At Thu, 29 May 2008 11:04:02 -0400 (EDT), you wrote
>I personally believe not passing retransmitted frames is a better
>choice, besides that its implementation is narrower, I see it as
>natural for a transport protocol not to pass retransmissions to the
>upper layer. All in all the user has a link in the packet details to
>the originally-transmitted frame if they need to see the dissection of
>the payload.
>
>L
>
>On Wed, May 28, 2008 at 10:24 PM, Sake Blok <sake@xxxxxxxxxx> wrote:
>> On Tue, May 06, 2008 at 03:41:39PM -0600, Stephen Fisher wrote:
>>> On Tue, May 06, 2008 at 10:17:54PM +0200, Sake Blok wrote:
>>>
>>> > Today I noticed that SSL decryption breaks when there is a tcp
>>> > retransmission.
>>>
>>> We never run out of things to fix, do we? :)
>>
>> It's a mixed up world, we should have all bugs fixed before the end of
>> the day and never run out of beer... and *not* the other way around ;-)
>>
>>> > To solve this issue, I can think of several options:
>>> >
>>> > - Make the TCP dissector not forward retransmitted segments to higher
>>> > layer protocols, just like the normal TCP stack will do on the
>>> > receiving host. This will have a major impact on the way retransmitted
>>> > frames are displayed. Then again, the fully dissected segment is
>>> > already available.
>>>
1. Given that TCP is a streaming protocol, ISTR that a "retransmitted frame"

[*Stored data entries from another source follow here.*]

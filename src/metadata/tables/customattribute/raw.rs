use std::sync::{Arc, RwLock};

use crate::{
    metadata::{
        module::ModuleDef,
        tables::{
            CodedIndex, CodedIndexType, CustomAttribute, HeapBlob, MetadataTable, MethodDefOrRef,
            RowId, TableId,
        },
        token::Token,
    },
    Result,
};

/// The `CustomAttribute` row as stored in the image
#[derive(Clone, Debug)]
pub struct CustomAttributeRaw {
    /// `RowID`
    pub rid: u32,
    /// `Token`
    pub token: Token,
    /// a `HasCustomAttribute` coded index
    pub parent: CodedIndex,
    /// a `CustomAttributeType` coded index
    pub constructor: CodedIndex,
    /// an index into the Blob heap
    pub value: u32,
}

impl CustomAttributeRaw {
    /// Decode row `rid`
    ///
    /// # Errors
    /// Returns an error if the row can not be read or a coded index is invalid
    pub fn read(table: &MetadataTable<'_>, rid: u32) -> Result<Self> {
        let row = table.read_row(rid)?;
        Ok(CustomAttributeRaw {
            rid,
            token: Token::from_parts(TableId::CustomAttribute, rid),
            parent: CodedIndex::decode(row[0], CodedIndexType::HasCustomAttribute)?,
            constructor: CodedIndex::decode(row[1], CodedIndexType::CustomAttributeType)?,
            value: row[2],
        })
    }

    /// Build the entity of this row, resolving the constructor
    ///
    /// # Errors
    /// Returns an error if the constructor does not exist or the value is not in the `#Blob`
    /// heap
    pub fn to_owned(&self, module: &ModuleDef, row: RowId) -> Result<Arc<CustomAttribute>> {
        let constructor = match self.constructor.tag {
            _ if self.constructor.is_null() => None,
            TableId::MethodDef => Some(MethodDefOrRef::MethodDef(
                module.method_def(self.constructor.row)?,
            )),
            TableId::MemberRef => Some(MethodDefOrRef::MemberRef(
                module.member_ref(self.constructor.row)?,
            )),
            _ => {
                return Err(malformed_error!(
                    "Invalid attribute constructor {:?} for {}",
                    self.constructor.tag,
                    self.token
                ))
            }
        };

        Ok(Arc::new(CustomAttribute {
            row,
            constructor: RwLock::new(constructor),
            value: HeapBlob::image(self.value, module.blob(self.value)?),
        }))
    }
}

#[cfg(test)]
mod tests {
    use super::*;
    use crate::metadata::tables::{TableInfo, TableLayout};

    #[test]
    fn crafted_short() {
        #[rustfmt::skip]
        let data = vec![
            0x2E, 0x00, // parent, Assembly 1
            0x0B, 0x00, // constructor, MemberRef 1
            0x10, 0x00, // value
            0x23, 0x00, // parent, TypeDef 1
            0x0A, 0x00, // constructor, MethodDef 1
            0x00, 0x00, // value
        ];

        let info = TableInfo::new_test(
            &[(TableId::CustomAttribute, 2), (TableId::TypeDef, 1)],
            false,
            false,
            false,
        );
        let layout = TableLayout::new(TableId::CustomAttribute, &info);
        let table = MetadataTable::new(&layout, &data, 2).unwrap();

        let row = CustomAttributeRaw::read(&table, 1).unwrap();
        assert_eq!(row.token.value(), 0x0C00_0001);
        assert_eq!(row.parent, CodedIndex::new(TableId::Assembly, 1));
        assert_eq!(row.constructor, CodedIndex::new(TableId::MemberRef, 1));
        assert_eq!(row.value, 0x10);

        let row = CustomAttributeRaw::read(&table, 2).unwrap();
        assert_eq!(row.parent, CodedIndex::new(TableId::TypeDef, 1));
        assert_eq!(row.constructor, CodedIndex::new(TableId::MethodDef, 1));
    }
}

can actually consist partially of bytes previously sent and partially of
additional bytes not previously sent.
If this is the case (and I'm not missing something), then presumably the tcp
dissector would need to forward any "new" bytes of a frame.
2. How does re-assembly play into this discussion ?
I haven't looked at the SSL dissector so I don't know how it works. Is
re-assembly being used ?
Doesn't re-assembly in effect take care of retransmissions (at least in some
cases) ?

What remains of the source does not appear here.